─── Input for this task

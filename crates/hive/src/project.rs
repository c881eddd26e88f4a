//! Project Autoload
//!
//! Loads projects from a directory at startup: each subdirectory is one
//! project, its `*.js` files are the module set, and `index.js` is the
//! entry. Projects without an entry file are skipped.

use std::collections::HashMap;
use std::path::Path;

use crate::cell::ProjectSource;

pub struct ProjectLoader;

impl ProjectLoader {
    /// Load every project under `root`, sorted by project id.
    pub async fn load_dir(root: &Path) -> std::io::Result<Vec<(String, ProjectSource)>> {
        let mut projects = Vec::new();

        let mut entries = tokio::fs::read_dir(root).await?;
        while let Some(entry) = entries.next_entry().await? {
            if !entry.file_type().await?.is_dir() {
                continue;
            }
            let project_id = entry.file_name().to_string_lossy().into_owned();
            match Self::load_project(&entry.path()).await? {
                Some(source) => projects.push((project_id, source)),
                None => {
                    tracing::warn!(project_id = %project_id, "skipping project without index.js");
                }
            }
        }

        projects.sort_by(|a, b| a.0.cmp(&b.0));
        Ok(projects)
    }

    async fn load_project(dir: &Path) -> std::io::Result<Option<ProjectSource>> {
        let mut files = HashMap::new();

        let mut entries = tokio::fs::read_dir(dir).await?;
        while let Some(entry) = entries.next_entry().await? {
            let path = entry.path();
            if path.extension().and_then(|e| e.to_str()) != Some("js") {
                continue;
            }
            let name = entry.file_name().to_string_lossy().into_owned();
            files.insert(name, tokio::fs::read_to_string(&path).await?);
        }

        if !files.contains_key("index.js") {
            return Ok(None);
        }
        Ok(Some(ProjectSource::new("index.js", files)))
    }
}

#[cfg(test)]
mod tests {
    use super::*;

    #[tokio::test]
    async fn loads_projects_with_entries() {
        let dir = tempfile::tempdir().unwrap();
        let a = dir.path().join("alpha");
        std::fs::create_dir(&a).unwrap();
        std::fs::write(a.join("index.js"), "app.get('/', () => 1)").unwrap();
        std::fs::write(a.join("utils.js"), "exports({})").unwrap();
        std::fs::write(a.join("notes.txt"), "not a module").unwrap();

        let b = dir.path().join("beta");
        std::fs::create_dir(&b).unwrap();
        std::fs::write(b.join("main.js"), "// no index.js here").unwrap();

        let projects = ProjectLoader::load_dir(dir.path()).await.unwrap();
        assert_eq!(projects.len(), 1);
        assert_eq!(projects[0].0, "alpha");
        assert_eq!(projects[0].1.entry, "index.js");
        assert_eq!(projects[0].1.files.len(), 2);
    }
}
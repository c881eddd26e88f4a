//! Blob Store Boundary
//!
//! Project-scoped named text blobs backing the `app.files` capability.
//! Names are flat: no separators, no parent escapes.

use std::collections::HashMap;
use std::path::PathBuf;

use parking_lot::Mutex;

use crate::{StoreError, StoreResult};

/// Project-scoped named blobs.
pub trait BlobStore: Send + Sync {
    /// Read a blob, `None` when absent.
    fn read(&self, scope: &str, name: &str) -> StoreResult<Option<String>>;

    /// Create or overwrite a blob.
    fn write(&self, scope: &str, name: &str, content: &str) -> StoreResult<()>;

    /// Delete a blob. Returns false when no such blob exists.
    fn remove(&self, scope: &str, name: &str) -> StoreResult<bool>;

    /// All blob names in a scope, sorted.
    fn list(&self, scope: &str) -> StoreResult<Vec<String>>;
}

/// Reject names that could escape the scope directory.
fn validate_name(name: &str) -> StoreResult<()> {
    let bad = name.is_empty()
        || name == "."
        || name == ".."
        || name.contains('/')
        || name.contains('\\')
        || name.contains('\0');
    if bad {
        return Err(StoreError::InvalidName(name.to_string()));
    }
    Ok(())
}

// ─────────────────────────────────────────────────────────────────────────────
// Memory Blob Store
// ─────────────────────────────────────────────────────────────────────────────

/// In-memory blob store for tests and ephemeral deployments.
#[derive(Default)]
pub struct MemoryBlobStore {
    scopes: Mutex<HashMap<String, HashMap<String, String>>>,
}

impl MemoryBlobStore {
    pub fn new() -> Self {
        Self::default()
    }
}

impl BlobStore for MemoryBlobStore {
    fn read(&self, scope: &str, name: &str) -> StoreResult<Option<String>> {
        validate_name(name)?;
        Ok(self
            .scopes
            .lock()
            .get(scope)
            .and_then(|blobs| blobs.get(name).cloned()))
    }

    fn write(&self, scope: &str, name: &str, content: &str) -> StoreResult<()> {
        validate_name(name)?;
        self.scopes
            .lock()
            .entry(scope.to_string())
            .or_default()
            .insert(name.to_string(), content.to_string());
        Ok(())
    }

    fn remove(&self, scope: &str, name: &str) -> StoreResult<bool> {
        validate_name(name)?;
        Ok(self
            .scopes
            .lock()
            .get_mut(scope)
            .is_some_and(|blobs| blobs.remove(name).is_some()))
    }

    fn list(&self, scope: &str) -> StoreResult<Vec<String>> {
        let mut names: Vec<String> = self
            .scopes
            .lock()
            .get(scope)
            .map(|blobs| blobs.keys().cloned().collect())
            .unwrap_or_default();
        names.sort();
        Ok(names)
    }
}

// ─────────────────────────────────────────────────────────────────────────────
// Local Blob Store
// ─────────────────────────────────────────────────────────────────────────────

/// Blob store laying files out as `root/scope/name`.
pub struct LocalBlobStore {
    root: PathBuf,
}

impl LocalBlobStore {
    pub fn new(root: impl Into<PathBuf>) -> Self {
        Self { root: root.into() }
    }

    fn path(&self, scope: &str, name: &str) -> PathBuf {
        self.root.join(scope).join(name)
    }
}

impl BlobStore for LocalBlobStore {
    fn read(&self, scope: &str, name: &str) -> StoreResult<Option<String>> {
        validate_name(name)?;
        match std::fs::read_to_string(self.path(scope, name)) {
            Ok(content) => Ok(Some(content)),
            Err(err) if err.kind() == std::io::ErrorKind::NotFound => Ok(None),
            Err(err) => Err(err.into()),
        }
    }

    fn write(&self, scope: &str, name: &str, content: &str) -> StoreResult<()> {
        validate_name(name)?;
        std::fs::create_dir_all(self.root.join(scope))?;
        std::fs::write(self.path(scope, name), content)?;
        Ok(())
    }

    fn remove(&self, scope: &str, name: &str) -> StoreResult<bool> {
        validate_name(name)?;
        match std::fs::remove_file(self.path(scope, name)) {
            Ok(()) => Ok(true),
            Err(err) if err.kind() == std::io::ErrorKind::NotFound => Ok(false),
            Err(err) => Err(err.into()),
        }
    }

    fn list(&self, scope: &str) -> StoreResult<Vec<String>> {
        let dir = self.root.join(scope);
        let mut names = Vec::new();
        let entries = match std::fs::read_dir(dir) {
            Ok(entries) => entries,
            Err(err) if err.kind() == std::io::ErrorKind::NotFound => return Ok(names),
            Err(err) => return Err(err.into()),
        };
        for entry in entries {
            let entry = entry?;
            if entry.file_type()?.is_file() {
                names.push(entry.file_name().to_string_lossy().into_owned());
            }
        }
        names.sort();
        Ok(names)
    }
}

#[cfg(test)]
mod tests {
    use super::*;

    #[test]
    fn memory_blobs_roundtrip() {
        let blobs = MemoryBlobStore::new();
        blobs.write("p1", "notes.txt", "hello").unwrap();
        assert_eq!(blobs.read("p1", "notes.txt").unwrap().as_deref(), Some("hello"));
        assert!(blobs.read("p2", "notes.txt").unwrap().is_none());
        assert_eq!(blobs.list("p1").unwrap(), vec!["notes.txt"]);
        assert!(blobs.remove("p1", "notes.txt").unwrap());
        assert!(!blobs.remove("p1", "notes.txt").unwrap());
    }

    #[test]
    fn names_cannot_escape_the_scope() {
        let blobs = MemoryBlobStore::new();
        assert!(matches!(
            blobs.write("p1", "../escape", "x"),
            Err(StoreError::InvalidName(_))
        ));
        assert!(matches!(
            blobs.read("p1", "a/b"),
            Err(StoreError::InvalidName(_))
        ));
        assert!(matches!(
            blobs.write("p1", "", "x"),
            Err(StoreError::InvalidName(_))
        ));
    }

    #[test]
    fn local_blobs_roundtrip() {
        let dir = tempfile::tempdir().unwrap();
        let blobs = LocalBlobStore::new(dir.path());
        blobs.write("p1", "a.txt", "one").unwrap();
        blobs.write("p1", "b.txt", "two").unwrap();
        assert_eq!(blobs.read("p1", "a.txt").unwrap().as_deref(), Some("one"));
        assert_eq!(blobs.list("p1").unwrap(), vec!["a.txt", "b.txt"]);
        assert!(blobs.remove("p1", "a.txt").unwrap());
        assert_eq!(blobs.list("p1").unwrap(), vec!["b.txt"]);
    }
}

──────

→ Required work
Copy the lines above exactly. Start with the line containing "let mut entries = tokio::fs::read_dir(root).await?;", end with the line containing "project_id = entry.file_name().to_string_lossy().into_owned();", and include both.

→ Answer section
        let mut entries = tokio::fs::read_dir(root).await?;
        while let Some(entry) = entries.next_entry().await? {
            if !entry.file_type().await?.is_dir() {
                continue;
            }
            let project_id = entry.file_name().to_string_lossy().into_owned();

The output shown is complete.